Problem statement: Word for word, transcribe the data below from the line with "tracing_subscriber::fmt()" to the line with "VPIN · Kyle", keeping both of those lines.

[Saved entries]
Segment Open
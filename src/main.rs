/// main.rs — Host process entry point
///
/// Modes:
///   live      — seeded synthetic feeds through the full pipeline (default)
///   binance   — Binance aggregate-trade collectors through the pipeline
///   backtest  — fetch klines, replay as ticks through the simulator
///
/// Exit code 0 on success, 1 on an unhandled error.
use std::sync::Arc;

use anyhow::Result;
use tokio::sync::mpsc;
use tracing::info;
use tracing_subscriber::EnvFilter;

use alpha_engine::backtest::Backtester;
use alpha_engine::composer::{Composer, PipelineRouter, Recommendation};
use alpha_engine::config::AppConfig;
use alpha_engine::data::{MarketTick, Symbol};
use alpha_engine::feed::{BinanceFeedClient, BinanceTradeCollector, SyntheticFeed};
use alpha_engine::sink::{LineSink, SignalSink};

#[tokio::main]
async fn main() -> Result<()> {
    tracing_subscriber::fmt()
        .with_env_filter(
            EnvFilter::try_from_default_env().unwrap_or_else(|_| EnvFilter::new("info")),
        )
        .init();

    let mode = std::env::args().nth(1).unwrap_or_else(|| "live".into());

    info!("╔══════════════════════════════════════════════╗");
    info!("║   ALPHA ENGINE — STREAMING SIGNAL CORE       ║");
    info!("║   VPIN · Kyle λ · OFI · Regime · VWAP        ║");
    info!("╚══════════════════════════════════════════════╝");

    let cfg = AppConfig::from_env()?;
    info!(
        "Config: pairs={:?} candle={}s tick_window={} flow_window={} regime_window={}",
        cfg.trading_pairs,
        cfg.candle_interval_secs,
        cfg.tick_window,
        cfg.flow_window,
        cfg.regime_window
    );
    info!(
        "Sink:   {}",
        if cfg.sink.is_some() { "enabled" } else { "disabled (set SINK_URL/ORG/BUCKET/TOKEN)" }
    );

    match mode.as_str() {
        "live" => run_live(cfg).await,
        "binance" => run_binance(cfg).await,
        "backtest" => run_backtest(cfg).await,
        other => anyhow::bail!("unknown mode '{other}' (expected live | binance | backtest)"),
    }
}

fn build_sink(cfg: &AppConfig) -> Option<Arc<LineSink>> {
    cfg.sink
        .clone()
        .map(|settings| Arc::new(LineSink::new(settings, cfg.timeframe.clone())))
}

fn as_signal_sink(sink: &Option<Arc<LineSink>>) -> Option<Arc<dyn SignalSink>> {
    sink.clone().map(|s| s as Arc<dyn SignalSink>)
}

/// Synthetic random-walk feeds, one per configured pair.
async fn run_live(cfg: AppConfig) -> Result<()> {
    let sink = build_sink(&cfg);
    let mut router = PipelineRouter::new(cfg.composer(), as_signal_sink(&sink));
    let (tx, mut rx) = mpsc::unbounded_channel::<MarketTick>();

    for (i, pair) in cfg.trading_pairs.iter().enumerate() {
        let symbol: Symbol = Arc::from(pair.as_str());
        let tx = tx.clone();
        tokio::spawn(async move {
            let mut feed = SyntheticFeed::new(symbol, 7 + i as u64, 100.0 * (i + 1) as f64);
            loop {
                if tx.send(feed.next_tick()).is_err() {
                    break;
                }
                tokio::time::sleep(std::time::Duration::from_millis(50)).await;
            }
        });
    }
    drop(tx);

    info!("live mode running; ctrl-c to stop");
    pump_until_interrupt(&mut router, &mut rx).await;

    info!(lanes = router.lane_count(), "draining pipeline lanes");
    router.shutdown().await;
    if let Some(s) = &sink {
        s.flush().await;
    }
    Ok(())
}

/// Binance aggregate-trade collectors, one per configured pair.
async fn run_binance(cfg: AppConfig) -> Result<()> {
    let sink = build_sink(&cfg);
    let mut router = PipelineRouter::new(cfg.composer(), as_signal_sink(&sink));
    let client = Arc::new(BinanceFeedClient::new(&cfg.rest_url)?);
    let (tx, mut rx) = mpsc::unbounded_channel::<MarketTick>();

    let collectors: Vec<BinanceTradeCollector> = cfg
        .trading_pairs
        .iter()
        .map(|pair| {
            BinanceTradeCollector::spawn(
                client.clone(),
                Arc::from(pair.as_str()),
                cfg.poll_secs,
                tx.clone(),
            )
        })
        .collect();
    drop(tx);

    info!("binance mode running; ctrl-c to stop");
    pump_until_interrupt(&mut router, &mut rx).await;

    for c in &collectors {
        c.stop();
    }
    for c in collectors {
        c.join().await;
    }
    router.shutdown().await;
    if let Some(s) = &sink {
        s.flush().await;
    }
    Ok(())
}

async fn pump_until_interrupt(
    router: &mut PipelineRouter,
    rx: &mut mpsc::UnboundedReceiver<MarketTick>,
) {
    loop {
        tokio::select! {
            _ = tokio::signal::ctrl_c() => {
                info!("interrupt received; shutting down");
                break;
            }
            maybe_tick = rx.recv() => {
                match maybe_tick {
                    Some(tick) => router.route(tick),
                    None => break,
                }
            }
        }
    }
}

/// Fetch klines, replay them as ticks, and let the pipeline's own
/// recommendations drive the simulator.
async fn run_backtest(cfg: AppConfig) -> Result<()> {
    let client = BinanceFeedClient::new(&cfg.rest_url)?;
    let symbol: Symbol = Arc::from(cfg.backtest_symbol.as_str());

    info!(
        "Fetching {} {} klines for {}...",
        cfg.backtest_limit, cfg.kline_interval, cfg.backtest_symbol
    );
    let klines = client
        .fetch_klines(&cfg.backtest_symbol, &cfg.kline_interval, cfg.backtest_limit)
        .await?;
    if klines.is_empty() {
        anyhow::bail!("no kline data received; check symbol, interval, and connectivity");
    }

    let ticks: Vec<MarketTick> = klines.iter().filter_map(|k| k.to_tick(&symbol)).collect();
    info!("Replaying {} ticks", ticks.len());

    let mut composer = Composer::new(symbol, cfg.composer(), None);
    let signal = |tick: &MarketTick| -> i32 {
        match composer.on_tick(tick).map(|r| r.recommendation) {
            Some(Recommendation::StrongBuy) | Some(Recommendation::Buy) => 1,
            Some(Recommendation::StrongSell) | Some(Recommendation::Sell) => -1,
            _ => 0,
        }
    };

    let mut backtester = Backtester::new(cfg.backtest());
    let result = backtester.run(&ticks, signal);

    println!("\n{}", result.report);
    info!(
        trades = result.trades.len(),
        final_equity = result.final_equity,
        "backtest complete"
    );
    Ok(())
}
Segment Closed
Answer:
    tracing_subscriber::fmt()
        .with_env_filter(
            EnvFilter::try_from_default_env().unwrap_or_else(|_| EnvFilter::new("info")),
        )
        .init();

    let mode = std::env::args().nth(1).unwrap_or_else(|| "live".into());

    info!("╔══════════════════════════════════════════════╗");
    info!("║   ALPHA ENGINE — STREAMING SIGNAL CORE       ║");
    info!("║   VPIN · Kyle λ · OFI · Regime · VWAP        ║");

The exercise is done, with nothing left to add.